Chang Xiaodong, Huang Jinquan, Lu Feng
Jiangsu Province Key Laboratory of Aerospace Power System, Nanjing University of Aeronautics and Astronautics, Nanjing 210016, China.
Sensors (Basel). 2017 Apr 11;17(4):835. doi: 10.3390/s17040835.
For a sensor fault diagnostic system of aircraft engines, the health performance degradation is an inevitable interference that cannot be neglected. To address this issue, this paper investigates an integrated on-line sensor fault diagnostic scheme for a commercial aircraft engine based on a sliding mode observer (SMO). In this approach, one sliding mode observer is designed for engine health performance tracking, and another for sensor fault reconstruction. Both observers are employed in in-flight applications. The results of the former SMO are analyzed for post-flight updating the baseline model of the latter. This idea is practical and feasible since the updating process does not require the algorithm to be regulated or redesigned, so that ground-based intervention is avoided, and the update process is implemented in an economical and efficient way. With this setup, the robustness of the proposed scheme to the health degradation is much enhanced and the latter SMO is able to fulfill sensor fault reconstruction over the course of the engine life. The proposed sensor fault diagnostic system is applied to a nonlinear simulation of a commercial aircraft engine, and its effectiveness is evaluated in several fault scenarios.

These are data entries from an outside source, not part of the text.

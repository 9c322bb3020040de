//! Parquet output
//!
//! Column names are rewritten according to the configured flavor before the
//! table reaches parquet-rs.

use super::sink::OutputSink;
use crate::error::{Error, Result};
use crate::types::{CompressionCodec, ParquetFlavor, ParquetVersion};
use arrow::datatypes::{Field, Schema, SchemaRef};
use arrow::record_batch::RecordBatch;
use parquet::arrow::ArrowWriter;
use parquet::file::properties::{EnabledStatistics, WriterProperties};
use regex::Regex;
use serde::{Deserialize, Serialize};
use std::collections::HashSet;
use std::path::Path;
use std::sync::{Arc, LazyLock};
use tracing::debug;

/// Characters Spark rejects in column names
static SPARK_INVALID_CHARS: LazyLock<Regex> =
    LazyLock::new(|| Regex::new(r"[ ,;{}()\n\t=]").expect("valid regex"));

/// Rows per row group unless configured otherwise
pub const DEFAULT_ROW_GROUP_ROWS: usize = 1 << 20;

/// Parquet output settings
///
/// Defaults: snappy compression, Spark-compatible column names, format 1.0.
#[derive(Debug, Clone, PartialEq, Serialize, Deserialize)]
#[serde(default)]
pub struct ParquetWriterConfig {
    compression: CompressionCodec,
    flavor: ParquetFlavor,
    version: ParquetVersion,
    /// Upper bound on rows per row group
    pub row_group_rows: usize,
    /// Dictionary-encode columns
    pub dictionary: bool,
    /// Write page and column chunk statistics
    pub statistics: bool,
}

impl Default for ParquetWriterConfig {
    fn default() -> Self {
        Self {
            compression: CompressionCodec::Snappy,
            flavor: ParquetFlavor::Spark,
            version: ParquetVersion::V1,
            row_group_rows: DEFAULT_ROW_GROUP_ROWS,
            dictionary: true,
            statistics: true,
        }
    }
}

impl ParquetWriterConfig {
    pub fn new() -> Self {
        Self::default()
    }

    pub fn compression(&self) -> CompressionCodec {
        self.compression
    }

    pub fn flavor(&self) -> ParquetFlavor {
        self.flavor
    }

    pub fn version(&self) -> ParquetVersion {
        self.version
    }

    #[must_use]
    pub fn with_compression(self, compression: CompressionCodec) -> Self {
        Self { compression, ..self }
    }

    #[must_use]
    pub fn with_flavor(self, flavor: ParquetFlavor) -> Self {
        Self { flavor, ..self }
    }

    #[must_use]
    pub fn with_version(self, version: ParquetVersion) -> Self {
        Self { version, ..self }
    }

    /// Translate into parquet-rs writer properties
    pub fn writer_properties(&self) -> WriterProperties {
        let statistics = if self.statistics {
            EnabledStatistics::Page
        } else {
            EnabledStatistics::None
        };

        WriterProperties::builder()
            .set_compression(self.compression.into())
            .set_writer_version(self.version.into())
            .set_max_row_group_size(self.row_group_rows.max(1))
            .set_dictionary_enabled(self.dictionary)
            .set_statistics_enabled(statistics)
            .build()
    }
}

/// Column name as written under the Spark flavor
pub fn spark_column_name(name: &str) -> String {
    SPARK_INVALID_CHARS.replace_all(name, "_").into_owned()
}

/// Apply the flavor's column naming rules to `schema`
fn flavored_schema(schema: &Schema, flavor: ParquetFlavor, path: &Path) -> Result<SchemaRef> {
    match flavor {
        ParquetFlavor::None => Ok(Arc::new(schema.clone())),
        ParquetFlavor::Spark => {
            let mut seen = HashSet::new();
            let mut fields = Vec::with_capacity(schema.fields().len());

            for field in schema.fields() {
                let name = spark_column_name(field.name());
                if !seen.insert(name.clone()) {
                    return Err(Error::write(
                        path,
                        format!("column '{}' collides with another column as '{name}'", field.name()),
                    ));
                }
                fields.push(Field::new(name, field.data_type().clone(), field.is_nullable()));
            }

            Ok(Arc::new(Schema::new(fields)))
        }
    }
}

/// Write a table to a Parquet file
///
/// The file appears at `path` only once it is complete. Returns the number of
/// rows written.
pub fn write_parquet(
    path: impl AsRef<Path>,
    batch: &RecordBatch,
    config: &ParquetWriterConfig,
) -> Result<usize> {
    let path = path.as_ref();
    let schema = flavored_schema(batch.schema().as_ref(), config.flavor, path)?;
    let batch = RecordBatch::try_new(Arc::clone(&schema), batch.columns().to_vec())?;

    let mut sink = OutputSink::open(path)?;
    let props = config.writer_properties();

    let mut writer = ArrowWriter::try_new(sink.file_mut(), schema, Some(props))
        .map_err(|e| Error::write(path, format!("failed to create Parquet writer: {e}")))?;

    writer
        .write(&batch)
        .map_err(|e| Error::write(path, format!("failed to write batch: {e}")))?;

    writer
        .close()
        .map_err(|e| Error::write(path, format!("failed to close Parquet writer: {e}")))?;

    sink.commit()?;

    debug!(
        path = %path.display(),
        rows = batch.num_rows(),
        compression = %config.compression,
        "Wrote Parquet file"
    );

    Ok(batch.num_rows())
}
//! Record loader module
//!
//! Parses one JSON source file into a table.
//!
//! # Overview
//!
//! Loading a file is three steps:
//! - decode the text into flat JSON objects (see [`crate::decode`])
//! - infer a schema from the keys and value types of that file only
//! - build one Arrow column per inferred field
//!
//! Loading never writes anything; the only side effect is reading the file.

mod builder;

pub use builder::records_to_batch;

use crate::decode::decode_records;
use crate::error::{Error, Result};
use crate::schema::infer_schema;
use crate::table::SourceTable;
use std::fs;
use std::path::Path;
use std::sync::Arc;
use tracing::debug;

/// Load one JSON source file into a table
pub fn load_table(path: impl AsRef<Path>) -> Result<SourceTable> {
    let path = path.as_ref();

    let body = fs::read_to_string(path)
        .map_err(|e| Error::parse(path, format!("failed to read file: {e}")))?;

    let records = decode_records(&body).map_err(|e| Error::parse(path, e.to_string()))?;
    let schema = Arc::new(infer_schema(&records, path)?);
    let batch = records_to_batch(&records, schema)?;

    debug!(
        path = %path.display(),
        rows = batch.num_rows(),
        columns = batch.num_columns(),
        "Loaded source file"
    );

    Ok(SourceTable::new(path, batch))
}

/// Load every source file in order
///
/// Stops at the first file that fails to load.
pub fn load_tables<P: AsRef<Path>>(paths: &[P]) -> Result<Vec<SourceTable>> {
    paths.iter().map(load_table).collect()
}
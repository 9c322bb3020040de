//! Output module
//!
//! Serializes the final table to ORC or Parquet.
//!
//! # Overview
//!
//! This module provides utilities for:
//! - Picking the format from the output path
//! - Writing Parquet files (compression, Spark flavor, format version)
//! - Writing ORC files
//! - Reading a written file back into a table
//!
//! Both writers go through an atomic sink, so a failed write leaves no file
//! at the destination.

mod orc;
mod reader;
mod sink;
mod writer;

pub use orc::{write_orc, OrcWriterConfig};
pub use reader::read_table;
pub use sink::OutputSink;
pub use writer::{spark_column_name, write_parquet, ParquetWriterConfig};

use crate::error::{Error, Result};
use crate::types::OutputFormat;
use arrow::record_batch::RecordBatch;
use serde::{Deserialize, Serialize};
use std::path::{Path, PathBuf};
use tracing::info;

/// Writer options for both formats
#[derive(Debug, Clone, Default, PartialEq, Serialize, Deserialize)]
#[serde(default)]
pub struct WriterOptions {
    pub orc: OrcWriterConfig,
    pub parquet: ParquetWriterConfig,
}

/// Summary of a completed write
#[derive(Debug, Clone, PartialEq, Eq)]
pub struct WriteReport {
    pub path: PathBuf,
    pub format: OutputFormat,
    pub rows: usize,
    pub columns: usize,
}

/// Write a table, choosing ORC or Parquet from the path's extension
pub fn write_table(
    path: impl AsRef<Path>,
    batch: &RecordBatch,
    options: &WriterOptions,
) -> Result<WriteReport> {
    let path = path.as_ref();
    if batch.num_columns() == 0 {
        return Err(Error::write(path, "table has no columns"));
    }

    let format = OutputFormat::from_path(path);
    info!(path = %path.display(), %format, "Writing output file");

    let rows = match format {
        OutputFormat::Orc => write_orc(path, batch, &options.orc)?,
        OutputFormat::Parquet => write_parquet(path, batch, &options.parquet)?,
    };

    Ok(WriteReport {
        path: path.to_path_buf(),
        format,
        rows,
        columns: batch.num_columns(),
    })
}
//! Record decoder module
//!
//! Supports: JSON Lines (including concatenated objects) and top-level JSON arrays
//!
//! # Overview
//!
//! The decode module turns the raw text of one source file into a list of
//! flat JSON objects. The layout is detected from the first non-whitespace
//! character of the file.

mod decoders;
mod types;

pub use decoders::{decode_records, JsonArrayDecoder, JsonLinesDecoder};
pub use types::{DecodeError, RecordDecoder, RecordLayout};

对于飞机发动机的传感器故障诊断系统而言,健康性能退化是不可忽视的必然干扰。为解决这一问题,本文研究了一种基于滑模观测器(SMO)的商用飞机发动机集成在线传感器故障诊断方案。在该方法中,设计了一个滑模观测器用于发动机健康性能跟踪,另一个用于传感器故障重构。两个观测器均应用于飞行过程中。对前一个滑模观测器的结果进行分析,以便在飞行后更新后一个观测器的基线模型。这个想法是切实可行的,因为更新过程不需要对算法进行调整或重新设计,从而避免了地面干预,并且以经济高效的方式实现了更新过程。通过这种设置,所提方案对健康退化的鲁棒性大大增强,并且后一个滑模观测器能够在发动机寿命期间完成传感器故障重构。所提传感器故障诊断系统应用于商用飞机发动机的非线性仿真,并在几种故障场景下评估了其有效性。